New ROC are here (PDF).
thanks! BWA still looking good.
That is the new algorithm released today. The original BWA falls short for single-end. I am still worrying that I have not used gem properly for paired-end.
Sorry for being dumb, but where is the mapper ROC page?
http://lh3lh3.users.sourceforge.net/alnROC.shtml
Thanks brentp!!
Hi lh3, can you add the parameters used for each tool and a description of your inputs (and how you generated them)? This would help a great deal with reproducing your tests.
One comment to segemehl: was the -H option set to 0? (-H, --hitstrategy report only best scoring hits (=1) or all (=0) (default:1))
What about adding STAR?
Well, there are just so many mappers. I am sure if you go through the 40-ish papers, you will find more mappers that are claimed to find all k-mismatch/k-difference hits. It is hard to cover them all. My initial goal is to focus on the most popular mappers. Gem is actually not very popular right now, but I think it has a great potential.
You mention that segemehl has "several" practical concerns with most of its functionality covered by other mappers. Can you please go into some more detail?
EDIT: in short, segemehl: 1) requires too much memory; 2) is very inconvenient to run if we separate the genome for a smaller memory footprint; 3) does not output the best alignment with a proper mapping quality, which is required by many variant callers.

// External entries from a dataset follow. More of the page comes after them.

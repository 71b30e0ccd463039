//! Orders handed to the fill simulator.

use std::fmt;

use serde::{Deserialize, Serialize};

/// Order direction.
#[derive(Debug, Clone, Copy, PartialEq, Eq, Hash, Serialize, Deserialize)]
#[serde(rename_all = "lowercase")]
pub enum OrderSide {
    Buy,
    Sell,
}

impl OrderSide {
    /// +1 for buys, -1 for sells. Adverse slippage moves price by `sign * rate`.
    pub fn sign(&self) -> f64 {
        match self {
            OrderSide::Buy => 1.0,
            OrderSide::Sell => -1.0,
        }
    }

    pub fn opposite(&self) -> OrderSide {
        match self {
            OrderSide::Buy => OrderSide::Sell,
            OrderSide::Sell => OrderSide::Buy,
        }
    }
}

impl fmt::Display for OrderSide {
    fn fmt(&self, f: &mut fmt::Formatter<'_>) -> fmt::Result {
        match self {
            OrderSide::Buy => f.write_str("buy"),
            OrderSide::Sell => f.write_str("sell"),
        }
    }
}

/// Order identifier, unique within one simulator.
#[derive(Debug, Clone, Copy, PartialEq, Eq, Hash, PartialOrd, Ord, Serialize, Deserialize)]
pub struct OrderId(pub u64);

impl fmt::Display for OrderId {
    fn fmt(&self, f: &mut fmt::Formatter<'_>) -> fmt::Result {
        write!(f, "ord-{}", self.0)
    }
}

/// Monotonic order id source.
#[derive(Debug, Clone, Default)]
pub struct OrderIdGen {
    next: u64,
}

impl OrderIdGen {
    pub fn next_id(&mut self) -> OrderId {
        self.next += 1;
        OrderId(self.next)
    }
}

/// A market order at a reference price.
#[derive(Debug, Clone, PartialEq, Serialize, Deserialize)]
pub struct Order {
    pub id: OrderId,
    pub side: OrderSide,
    pub reference_price: f64,
    pub quantity: f64,
    pub submitted_bar: usize,
}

The huge memory footprint of segemehl is actually the main drawback (that's not new). But most collaborators I work with have machines with more than 50 GB of main memory. Actually, I think that main memory is no longer a problem nowadays. At least for big institutes. Nevertheless, you are completely right. The needed memory is huge and segemehl is not a good choice to run on your personal computer. When reading your practical concerns (splitting the genome to chromosomes), I'm absolutely with you. Don't use segemehl like that... you WILL go nuts.

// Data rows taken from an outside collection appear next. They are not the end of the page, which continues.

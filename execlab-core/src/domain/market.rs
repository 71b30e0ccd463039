//! Market identity: exchange timezone and regular trading session.

use std::fmt;
use std::str::FromStr;

use chrono::NaiveTime;
use chrono_tz::Tz;
use serde::{Deserialize, Serialize};

use crate::error::ConfigError;

/// Supported markets.
#[derive(Debug, Clone, Copy, Default, PartialEq, Eq, Hash, Serialize, Deserialize)]
#[serde(rename_all = "SCREAMING_SNAKE_CASE")]
pub enum Market {
    #[default]
    Us,
    Kr,
    Crypto,
}

/// Regular session in exchange-local time, `[open, close)`.
#[derive(Debug, Clone, Copy, PartialEq, Eq)]
pub struct TradingSession {
    pub open: NaiveTime,
    pub close: NaiveTime,
}

impl Market {
    pub const ALL: [Market; 3] = [Market::Us, Market::Kr, Market::Crypto];

    pub fn as_str(&self) -> &'static str {
        match self {
            Market::Us => "US",
            Market::Kr => "KR",
            Market::Crypto => "CRYPTO",
        }
    }

    /// Exchange timezone used to compute local time of day.
    pub fn timezone(&self) -> Tz {
        match self {
            Market::Us => chrono_tz::America::New_York,
            Market::Kr => chrono_tz::Asia::Seoul,
            Market::Crypto => chrono_tz::UTC,
        }
    }

    /// Regular trading session. Crypto trades around the clock and has none.
    pub fn session(&self) -> Option<TradingSession> {
        let (open, close) = match self {
            Market::Us => ((9, 30), (16, 0)),
            Market::Kr => ((9, 0), (15, 30)),
            Market::Crypto => return None,
        };
        Some(TradingSession {
            open: NaiveTime::from_hms_opt(open.0, open.1, 0)?,
            close: NaiveTime::from_hms_opt(close.0, close.1, 0)?,
        })
    }
}

impl fmt::Display for Market {
    fn fmt(&self, f: &mut fmt::Formatter<'_>) -> fmt::Result {
        f.write_str(self.as_str())
    }
}

impl FromStr for Market {
    type Err = ConfigError;

    fn from_str(s: &str) -> Result<Self, Self::Err> {
        match s.trim().to_ascii_uppercase().as_str() {
            "US" => Ok(Market::Us),
            "KR" => Ok(Market::Kr),
            "CRYPTO" => Ok(Market::Crypto),
            _ => Err(ConfigError::UnknownMarket(s.to_string())),
        }
    }
}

Will 64GB be enough? I read from the segemehl manual that you need 6GB for chromosome 1. That is 1/10 of the human genome. In that trend you would need 60GB for segemehl. With disk cache and a couple of other GB jobs on the machine, 64GB might sound pushing the limit.
But despite the memory problem, why would you not recommend segemehl for Illumina reads? That is actually a strong assertion, so please explain!

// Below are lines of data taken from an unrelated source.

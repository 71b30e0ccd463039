//! In-memory result cache keyed by content hash.
//!
//! Keys cover the symbol, every bar of the series, the market and a
//! fingerprint of the engine configuration. The cache never expires entries:
//! they leave only through `invalidate` or `clear`.

use std::collections::HashMap;
use std::fmt;
use std::sync::atomic::{AtomicU64, Ordering};
use std::sync::{PoisonError, RwLock};

use serde::{Deserialize, Serialize};

use super::report::PerformanceReport;
use crate::domain::{Market, PriceBar};

/// BLAKE3 hex digest identifying one backtest input.
#[derive(Debug, Clone, PartialEq, Eq, Hash, Serialize, Deserialize)]
pub struct CacheKey(String);

impl CacheKey {
    pub fn compute(symbol: &str, series: &[PriceBar], market: Market, config_fingerprint: &str) -> Self {
        let mut hasher = blake3::Hasher::new();
        hasher.update(symbol.as_bytes());
        hasher.update(&[0]);
        hasher.update(market.as_str().as_bytes());
        hasher.update(&[0]);
        hasher.update(config_fingerprint.as_bytes());
        hasher.update(&(series.len() as u64).to_le_bytes());
        for bar in series {
            hasher.update(&bar.timestamp.timestamp_micros().to_le_bytes());
            for value in [bar.open, bar.high, bar.low, bar.close, bar.volume] {
                hasher.update(&value.to_bits().to_le_bytes());
            }
        }
        Self(hasher.finalize().to_hex().to_string())
    }

    pub fn as_str(&self) -> &str {
        &self.0
    }
}

impl fmt::Display for CacheKey {
    fn fmt(&self, f: &mut fmt::Formatter<'_>) -> fmt::Result {
        f.write_str(&self.0)
    }
}

#[derive(Debug, Clone, Copy, Default, PartialEq, Eq, Serialize, Deserialize)]
pub struct CacheStats {
    pub entries: usize,
    pub hits: u64,
    pub misses: u64,
}

/// Lock-protected report cache. Share between engines through `Arc`.
#[derive(Debug, Default)]
pub struct ResultCache {
    entries: RwLock<HashMap<CacheKey, PerformanceReport>>,
    hits: AtomicU64,
    misses: AtomicU64,
}

impl ResultCache {
    pub fn new() -> Self {
        Self::default()
    }

    pub fn contains(&self, key: &CacheKey) -> bool {
        self.entries
            .read()
            .unwrap_or_else(PoisonError::into_inner)
            .contains_key(key)
    }

    /// Cached report, counted as a hit or miss.
    pub fn get(&self, key: &CacheKey) -> Option<PerformanceReport> {
        let found = self
            .entries
            .read()
            .unwrap_or_else(PoisonError::into_inner)
            .get(key)
            .cloned();
        let counter = if found.is_some() { &self.hits } else { &self.misses };
        counter.fetch_add(1, Ordering::Relaxed);
        found
    }

    pub fn put(&self, key: CacheKey, report: PerformanceReport) {
        self.entries
            .write()
            .unwrap_or_else(PoisonError::into_inner)
            .insert(key, report);
    }

    /// Remove one entry. Returns whether it existed.
    pub fn invalidate(&self, key: &CacheKey) -> bool {
        self.entries
            .write()
            .unwrap_or_else(PoisonError::into_inner)
            .remove(key)
            .is_some()
    }

    pub fn clear(&self) {
        self.entries
            .write()
            .unwrap_or_else(PoisonError::into_inner)
            .clear();
    }

    pub fn len(&self) -> usize {
        self.entries
            .read()
            .unwrap_or_else(PoisonError::into_inner)
            .len()
    }

    pub fn is_empty(&self) -> bool {
        self.len() == 0
    }

    pub fn stats(&self) -> CacheStats {
        CacheStats {
            entries: self.len(),
            hits: self.hits.load(Ordering::Relaxed),
            misses: self.misses.load(Ordering::Relaxed),
        }
    }
}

It does not produce SAM containing the best alignments with proper mapping quality. This is the typical input for most variant callers. For a mapper using heuristics, it is non-trivial to derive good mapping quality. In addition, requiring 50GB memory alone is a problem big enough for me to discourage its uses. Not every lab can access those huge memory machines. At the same time, the biggest few institutes use huge clusters, with each computing node accessible to limited shared memory. I would not recommend something that use unnecessary memory for results achievable by many other mappers.
Did you test Mosaik?
This was a while ago, but if people are still interested in this question, try vmatch. It's a general-purpose aligner that can handle this situation for both hamming and edit distance.